Uno sguardo alla scienza: scopriamo il legame tra patatine fritte e capelli

Un ingrediente dell’olio di frittura si è rivelato il terreno di coltura ideale per le cellule responsabili dello sviluppo dei follicoli piliferi. Ma fare indigestione di Happy Meal non vi farà ricrescere i capelli.

Una sostanza chimica usata per evitare la formazione di schiuma negli oli di frittura di McDonald’s potrebbe fornire una chiave per combattere la calvizie. La notizia pubblicata su Biomaterials e ripresa in alcuni titoloni avrà ingolosito chi ogni giorno combatte con la perdita di capelli… ma va anche un po’ spiegata: per recuperare la chioma non basta – purtroppo – abbuffarsi di patatine.

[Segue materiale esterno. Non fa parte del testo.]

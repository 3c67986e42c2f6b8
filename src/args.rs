use std::{net::IpAddr, path::PathBuf};

use clap::{Parser, ValueHint};

/// Directory managed when no path is given
pub const DEFAULT_BASE_DIR: &str = "/etc/wireguard";

/// Suffix of the files shown in listings
pub const DEFAULT_SUFFIX: &str = ".conf";

#[derive(Parser, Debug)]
#[command(name = "confserve", about, version)]
pub struct CliArgs {
    /// Be verbose, includes emitting access logs
    #[arg(short = 'v', long = "verbose", env = "CONFSERVE_VERBOSE")]
    pub verbose: bool,

    /// Directory holding the configuration files
    #[arg(
        value_hint = ValueHint::DirPath,
        env = "CONFSERVE_PATH",
        default_value = DEFAULT_BASE_DIR
    )]
    pub path: PathBuf,

    /// Only files ending with this suffix are listed
    #[arg(long = "suffix", default_value = DEFAULT_SUFFIX, env = "CONFSERVE_SUFFIX")]
    pub suffix: String,

    /// Port to use, 0 picks a free one
    #[arg(short = 'p', long = "port", default_value = "3000", env = "CONFSERVE_PORT")]
    pub port: u16,

    /// Interface to listen on
    #[arg(
        short = 'i',
        long = "interfaces",
        num_args = 1,
        env = "CONFSERVE_INTERFACE"
    )]
    pub interfaces: Vec<IpAddr>,

    /// Shown in the page title and heading
    #[arg(short = 't', long = "title", env = "CONFSERVE_TITLE")]
    pub title: Option<String>,

    /// Add security headers to every response
    #[arg(long = "security-headers", env = "CONFSERVE_SECURITY_HEADERS")]
    pub security_headers: bool,

    /// Content-Security-Policy value used with --security-headers
    #[arg(long = "csp", requires = "security_headers", env = "CONFSERVE_CSP")]
    pub csp: Option<String>,

    /// Limit the number of requests per client IP
    #[arg(long = "rate-limit", env = "CONFSERVE_RATE_LIMIT")]
    pub rate_limit: bool,

    /// Requests allowed per window and client IP
    #[arg(
        long = "rate-limit-requests",
        default_value = "60",
        env = "CONFSERVE_RATE_LIMIT_REQUESTS"
    )]
    pub rate_limit_requests: u32,

    /// Length of the rate limit window in seconds
    #[arg(
        long = "rate-limit-window",
        default_value = "60",
        env = "CONFSERVE_RATE_LIMIT_WINDOW"
    )]
    pub rate_limit_window: u64,

    /// Largest accepted request body, e.g. 512K or 1M
    #[arg(
        long = "max-request-size",
        default_value = "1M",
        value_parser = parse_size,
        env = "CONFSERVE_MAX_REQUEST_SIZE"
    )]
    pub max_request_size: usize,
}

/// Parses sizes like `100`, `10K`, `5MB` or `1g` into bytes (binary multiples)
pub fn parse_size(src: &str) -> Result<usize, String> {
    let src = src.trim();
    let upper = src.to_ascii_uppercase();
    let digits_end = upper
        .find(|c: char| !c.is_ascii_digit())
        .unwrap_or(upper.len());
    let (number, unit) = upper.split_at(digits_end);

    if number.is_empty() {
        return Err(format!("Invalid size '{src}': expected a number"));
    }
    let number: usize = number
        .parse()
        .map_err(|e| format!("Invalid size '{src}': {e}"))?;

    let multiplier: usize = match unit.trim() {
        "" | "B" => 1,
        "K" | "KB" => 1024,
        "M" | "MB" => 1024 * 1024,
        "G" | "GB" => 1024 * 1024 * 1024,
        other => return Err(format!("Invalid size '{src}': unknown unit '{other}'")),
    };

    number
        .checked_mul(multiplier)
        .ok_or_else(|| format!("Invalid size '{src}': too large"))
}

IL GIUSTO TERRENO. I ricercatori dell’università di Yokohama (Giappone) sono riusciti a far crescere capelli sul dorso di topi grazie al dimetilpolisilossano, un additivo antischiumogeno usato nell’industria alimentare: la nota catena di fast food se ne serve per evitare la formazione di bolle e di schizzi nell’olio usato per friggere. Questa sostanza chimica – una sorta di silicone permeabile all’ossigeno – ha permesso la coltivazione di massa dei germi del follicolo pilifero (hair follicle germs, HFG), le cellule che facilitano la crescita dei follicoli piliferi, cioè le strutture da cui i peli hanno origine.

TANTI E SUBITO. Gli HFG sono il Sacro Graal della lotta alla calvizie. Finora le tecniche di laboratorio avevano consentito di produrne al massimo 50 per volta. Il team giapponese ne ha prodotti 5000 simultaneamente e li ha poi trapiantati sul dorso di topi senza pelo, dove nel giro di pochi giorni sono cresciuti nuovi ciuffi neri. I peli trapiantati in due diverse aree dello scalpo si sono comportati come quelli normali, seguendo il normale ciclo di crescita e sviluppo pilifero.

PROSPETTIVE A LUNGO TERMINE. «Il segreto per la produzione in massa di HFG è stato la scelta del materiale di substrato per i recipienti di coltura», spiega Junji Fukuda, tra gli autori dello studio. «Abbiamo usato dimetilpolisilossano permeabile all’ossigeno e ha funzionato molto bene. Speriamo che la tecnica possa migliorare la terapia generativa di capelli umani, per trattare condizioni come l’alopecia», conclude il ricercatore che avverte, tuttavia, che per i primi test sull’uomo ci vorranno almeno altri cinque anni.

Chi nel frattempo volesse abbuffarsi di junk food con la scusa della calvizie rimarrà deluso: il trucco non funziona, semplicemente mangiando molte patatine.